### WHAT THE TASK REQUIRES
How many lines of the records below contain the word "keyvault"? Answer with the number alone.
-- AVAILABLE DATA follows --
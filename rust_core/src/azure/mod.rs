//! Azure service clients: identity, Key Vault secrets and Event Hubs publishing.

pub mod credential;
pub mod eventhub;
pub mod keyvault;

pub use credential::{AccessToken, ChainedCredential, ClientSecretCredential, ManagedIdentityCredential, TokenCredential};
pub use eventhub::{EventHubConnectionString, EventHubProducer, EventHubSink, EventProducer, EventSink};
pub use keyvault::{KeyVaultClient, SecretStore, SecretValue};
-- AVAILABLE DATA concluded --
### TASK ANSWER
2